Wednesday, December 05, 2007

Rethinking Marriages' Tax Advantages

When I first moved in with my then girlfriend, and now wife, I quickly realized two things. First, this was the smartest thing I had ever done. And secondly I experienced a massive increase in my material standard of living. Some of that was my wife has far better tastes than I do but most of the increase was due to economic factors. I had just finished graduate school in the middle of the job loss recovery and my wife had one more year to go, so it was not because our income was extravagant. Instead economies of scale took over.

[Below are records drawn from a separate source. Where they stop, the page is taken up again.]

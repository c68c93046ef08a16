//! The C-ABI surface consumed by compiled code.
//!
//! Compiler contract, per call site:
//! - push a [`FuncFrame`] on entry whose root table covers every managed
//!   local, keep the slots current (null for dead locals), and pop the frame
//!   on every exit path;
//! - initialise each allocation's header with [`treadmill_object_init`] (or
//!   the built-in constructors) before the next runtime call;
//! - emit one static [`TypeInfo`] per aggregate type whose scan function
//!   forwards every managed field to [`treadmill_mark_object`].
//!
//! Allocation failures surface as null returns. Bounds failures route
//! through the manager's failure sink, which by default reports on stderr
//! and exits.

use std::os::raw::{c_int, c_void};
use std::ptr::null_mut;

use crate::closure::{closure_new, Closure, ClosureScanHook, FUNC_TYPE_INFO};
use crate::error::RuntimeError;
use crate::frame::FuncFrame;
use crate::header::{Object, TypeInfo};
use crate::heap::MemManager;
use crate::io;
use crate::string::{
    str_concat, str_equal, str_len, str_new, str_repeat, str_slice, Str, STRING_TYPE_INFO,
};

/// Initialise a manager in caller-provided storage. Returns 0 on success or
/// the failing phase's code (see [`crate::error::InitError`]).
///
/// # Safety
/// `manager` must point at uninitialised storage of `MemManager` size and
/// alignment (see [`treadmill_manager_size`]).
#[no_mangle]
pub unsafe extern "C" fn treadmill_manager_init(manager: *mut MemManager) -> c_int {
    match MemManager::new() {
        Ok(value) => {
            manager.write(value);
            0
        }
        Err(err) => err.code(),
    }
}

/// Free every payload, pooled buffer and cell block owned by `manager`.
///
/// # Safety
/// `manager` must have been initialised by [`treadmill_manager_init`] and
/// not torn down already.
#[no_mangle]
pub unsafe extern "C" fn treadmill_manager_deinit(manager: *mut MemManager) {
    manager.drop_in_place();
}

/// Storage footprint of a manager, for code generators reserving space.
#[no_mangle]
pub extern "C" fn treadmill_manager_size() -> usize {
    std::mem::size_of::<MemManager>()
}

/// Allocate `size` payload bytes. Null on exhaustion.
///
/// # Safety
/// `frame` must head a live frame chain honouring the rooting contract.
#[no_mangle]
pub unsafe extern "C" fn treadmill_object_alloc(frame: *mut FuncFrame, size: usize) -> *mut u8 {
    (*(*frame).mem_manager).alloc_object(frame, size)
}

/// Stamp a freshly allocated object's header.
///
/// # Safety
/// `object` must be a payload obtained from [`treadmill_object_alloc`]
/// through `frame`'s manager; `type_info` must outlive the manager.
#[no_mangle]
pub unsafe extern "C" fn treadmill_object_init(
    frame: *mut FuncFrame,
    object: *mut Object,
    kind: u16,
    type_info: *const TypeInfo,
) {
    Object::init((*frame).mem_manager, object, kind, type_info);
}

/// Run a full collection.
///
/// # Safety
/// Same rooting requirements as [`treadmill_object_alloc`].
#[no_mangle]
pub unsafe extern "C" fn treadmill_gc_start(frame: *mut FuncFrame) {
    (*(*frame).mem_manager).gc_start(frame);
}

/// Entry point for compiler-emitted scan functions: enqueue one managed
/// pointer. Tolerates null and already-visited objects.
///
/// # Safety
/// `object` must be null or owned by `manager`.
#[no_mangle]
pub unsafe extern "C" fn treadmill_mark_object(manager: *mut MemManager, object: *mut Object) {
    (*manager).mark_object(object);
}

#[no_mangle]
pub extern "C" fn treadmill_string_type_info() -> *const TypeInfo {
    &STRING_TYPE_INFO
}

#[no_mangle]
pub extern "C" fn treadmill_func_type_info() -> *const TypeInfo {
    &FUNC_TYPE_INFO
}

unsafe fn string_result(frame: *mut FuncFrame, result: Result<*mut Str, RuntimeError>) -> *mut Str {
    match result {
        Ok(s) => s,
        Err(RuntimeError::OutOfMemory) => null_mut(),
        Err(err) => (*(*frame).mem_manager).fail(err),
    }
}

/// Owned string copied from `len` bytes at `bytes` (string literals).
///
/// # Safety
/// `bytes` readable for `len` bytes; rooting contract as above.
#[no_mangle]
pub unsafe extern "C" fn treadmill_str_new(
    frame: *mut FuncFrame,
    bytes: *const u8,
    len: usize,
) -> *mut Str {
    let result = str_new(frame, bytes, len);
    string_result(frame, result)
}

/// # Safety
/// `a` and `b` must be live strings rooted by the caller.
#[no_mangle]
pub unsafe extern "C" fn treadmill_str_concat(
    frame: *mut FuncFrame,
    a: *mut Str,
    b: *mut Str,
) -> *mut Str {
    let result = str_concat(frame, a, b);
    string_result(frame, result)
}

/// # Safety
/// `s` must be a live string rooted by the caller.
#[no_mangle]
pub unsafe extern "C" fn treadmill_str_slice(
    frame: *mut FuncFrame,
    s: *mut Str,
    start: usize,
    end: usize,
) -> *mut Str {
    let result = str_slice(frame, s, start, end);
    string_result(frame, result)
}

/// # Safety
/// `a` and `b` must be live strings.
#[no_mangle]
pub unsafe extern "C" fn treadmill_str_equal(a: *const Str, b: *const Str) -> bool {
    str_equal(a, b)
}

/// # Safety
/// `s` must be a live string rooted by the caller.
#[no_mangle]
pub unsafe extern "C" fn treadmill_str_repeat(
    frame: *mut FuncFrame,
    s: *mut Str,
    n: usize,
) -> *mut Str {
    let result = str_repeat(frame, s, n);
    string_result(frame, result)
}

/// # Safety
/// `s` must be a live string.
#[no_mangle]
pub unsafe extern "C" fn treadmill_str_len(s: *const Str) -> usize {
    str_len(s)
}

/// New closure with null captures; the compiler stores captures afterwards.
/// Null on exhaustion.
///
/// # Safety
/// Rooting contract as above; `scan_hook` must walk exactly the captures
/// the compiler later installs.
#[no_mangle]
pub unsafe extern "C" fn treadmill_closure_new(
    frame: *mut FuncFrame,
    code: *const c_void,
    scan_hook: ClosureScanHook,
) -> *mut Closure {
    match closure_new(frame, code, scan_hook) {
        Ok(closure) => closure,
        Err(_) => null_mut(),
    }
}

#[no_mangle]
pub extern "C" fn treadmill_print_i32(value: i32) {
    io::print_i32(value);
}

#[no_mangle]
pub extern "C" fn treadmill_println_i32(value: i32) {
    io::println_i32(value);
}

#[no_mangle]
pub extern "C" fn treadmill_print_bool(value: bool) {
    io::print_bool(value);
}

#[no_mangle]
pub extern "C" fn treadmill_println_bool(value: bool) {
    io::println_bool(value);
}

/// # Safety
/// `s` must be a live string.
#[no_mangle]
pub unsafe extern "C" fn treadmill_print_str(s: *const Str) {
    io::print_str(s);
}

/// # Safety
/// `s` must be a live string.
#[no_mangle]
pub unsafe extern "C" fn treadmill_println_str(s: *const Str) {
    io::println_str(s);
}

#[no_mangle]
pub extern "C" fn treadmill_flush() {
    io::flush();
}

We rented a small one bedroom apartment for a little bit less than the rents for our two previous tiny places. But it was not the rent savings that were significant but all of the ancillary factors; buying food to cook for two people was much cheaper than buying for a single person, increased population to amortize the cost of a video rental, an electrical bill that was only slightly more than my old electrical bill, a cheaper heating bill than either of our old places [we had good windows and insulation], a single internet connection instead of two connections, a single renter's insurance policy instead of two... These advantages have only compounded since we have gotten married and bought a house. The quasi fixed costs of living increased far slower than household size so we effectively had higher disposable or at least not immediately accounted for cash flow as a co-habitating and now married couple than we would have had as single individuals.

The Michigan State University study on the environmental impacts of divorce lends some strong support to this idea by its finding that single people living alone consume more resources per capita than people living together.
The reason is simple — it's all about efficiency, says Jianguo Liu, lead author of the study who has the Rachel Carson chair in ecological sustainability at the university's department of fisheries and wildlife.

"In the divorced households, the number of people is smaller than in married households," Liu told ABCNEWS.com. "The resource efficiency used per person is much lower than in married households....n the United States, they found that divorced households spent 46 percent more per capita on electricity and 56 percent more on water than married households....if divorced households could have the same resource efficiency as their married counterparts, they would need 38 million fewer rooms, use 73 billion fewer kilowatt hours of electricity and 627 billion gallons of water in 2005 alone.
Other news reports highlighted the fact that these findings applied more generally to cohabitating couples as more resource efficient than single individuals and that single individuals once they became part of a long term couple showed nearly identical resource consumption patterns as other live-in partners. So the study is not a finding on divorce, but a finding on the economies of scale and fixed costs of living.

So how does this relate to the tax code? Well, marriage is also favored by the tax code. Her work benefits can easily cover me, and vice versa and we'll pay less in taxes than two single people with the same exact profile as us. But does this make sense as I feel that we have more disposable income than that counter factual scenario which means that marginal utility of our last dollar is probably a bit less than the marginal utility of the last dollar of a nearly identical single person. The nearly identical single person just has a much bigger chunk of their income covering nearly fixed costs.

If one believes in progressive taxation, one believes that there is a declining marginal utility of income and expenditures. This leads one to believe that tax rates should be at least equal if not effectively higher on income that has fairly low marginal utility than on dollars that have higher marginal utility. In the United States that is reflected in the fact that everyone has a personal exemption, and children are tax advantaged as they significantly decrease the disposable income of their caregivers. It is further reflected by the bracketing of rates -- someone who makes $500,000 most likely has a lower marginal utility for that last dollar than someone who makes $12,000 for the year, and thus should be taxed at a higher rate.

So should marriage be tax advantaged if the presumption of cohabitation in most cases is held? From a progressive taxation perspective on the probable marginal utility of income, there is an argument against this advantage.